Abhinaya can be divided into four, according to the Natya Shastra.[1]

Expression of the limbs (Āṅgika Abhinaya)[edit]

Angika Abhinaya denotes the movements of angas like head, hands, waist and face. Pratyangas like shoulder, shoulder arm's, thighs, knees and elbows and upangas like eyes, eyelid, cheeks, nose, lips and teeth. Additional hastas (hand gestures) have always played a significant role in conveyance of the emotion and through of a soul. Many of the natural gestures are found common to mankind and their meaning easily understood.

Expression of speech (Vāchika Abhinaya)[edit]

Nātyācārya Māni Mādhava Chākyār performing Sringāra Rasa

Speech is used in drama and also in music when the singer expresses the emotion through his or her singing. In the Kuchipudi and Melattur styles of Indian classical dance the dancers often mouth the words of the songs (padartha abhinaya). Kerala still has stage art forms that have Vāchika Abhinaya as a dominant component - Koodiyattam, Nangyar Kooothu, Ottan, Seetangan & Parayan - the three types of Thullal, Mudiyettu are the most popular.

Costume and scene (Āhārya Abhinaya)[edit]

Another means of representation of the play is indeed the costumes and physical decorations of the actors and the theatre. In dramas and dance dramas, costume and making are distinguished by the sex, race, sect or class, or the social position of the characters, giving the production of the presentation some semblance of reality. The decorations of the stage theatre including lights and accessories are related to the scene of the depiction in which enhances the rasa between the audience and artists also comes under this category.

G. Nalini as Krsna is stealing fruits

In kathakali there are totally different dresses and makeup for 4 different characters; the good characters have green makeup while the demons have Kati vesham in which the nose is painted red. But in solo dance performances aharya abhinaya is a convention to it.

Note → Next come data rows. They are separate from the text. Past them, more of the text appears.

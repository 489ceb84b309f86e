//! Saturating narrowing from accumulator width to sample width.
//!
//! On Cortex-M4/M7 (the `dsp` target feature) [`ssat`] is a single `SSAT`
//! instruction. Elsewhere (host tests, Cortex-M0) it falls back to an
//! equivalent clamp. Every sample conversion in the crate ends here, so
//! overflow clips instead of wrapping.

/// Clamp `val` to the signed `BITS`-bit range
/// `-(2^(BITS-1))..=2^(BITS-1)-1`, for `BITS` in `1..=31`.
///
/// `BITS` is a const generic because `SSAT` takes it as an immediate.
#[inline(always)]
pub fn ssat<const BITS: u32>(val: i32) -> i32 {
    #[cfg(all(target_arch = "arm", target_feature = "dsp"))]
    {
        let out: i32;
        unsafe {
            core::arch::asm!(
                "ssat {out}, #{bits}, {val}",
                out = out(reg) out,
                val = in(reg) val,
                bits = const BITS,
            );
        }
        out
    }
    #[cfg(not(all(target_arch = "arm", target_feature = "dsp")))]
    {
        let max = (1i32 << (BITS - 1)) - 1;
        val.clamp(-max - 1, max)
    }
}

/// Saturate to `i8` range.
#[inline(always)]
pub fn saturate8(val: i32) -> i8 {
    ssat::<8>(val) as i8
}

/// Saturate to `i16` range (`-32768..=32767`).
#[inline(always)]
pub fn saturate16(val: i32) -> i16 {
    ssat::<16>(val) as i16
}

/// Saturate to signed 24-bit range, kept in an `i32`.
#[inline(always)]
pub fn saturate24(val: i32) -> i32 {
    ssat::<24>(val)
}

/// Narrow a 64-bit accumulator to `i32`. There is no single-instruction
/// form of this on Cortex-M, so it is always a clamp.
#[inline(always)]
pub fn saturate32(val: i64) -> i32 {
    val.clamp(i32::MIN as i64, i32::MAX as i64) as i32
}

True expression (Sāttvika Abhinaya)[edit]

Sāttvika Abhinaya is the mental message, emotion or image communicated with the audience through the performer's own inner emotions. The dancer or actor has to use experience, something authentic, to capture the audience and to elicit an empathetic response. The human activity in other words, is traditionally classified as belonging to the mind, voice and body. Bharatha Muni in Natyashastra mentioned that sathva is something originated in mind.

Lokadharmi and Natyadharmi Abhinaya[edit]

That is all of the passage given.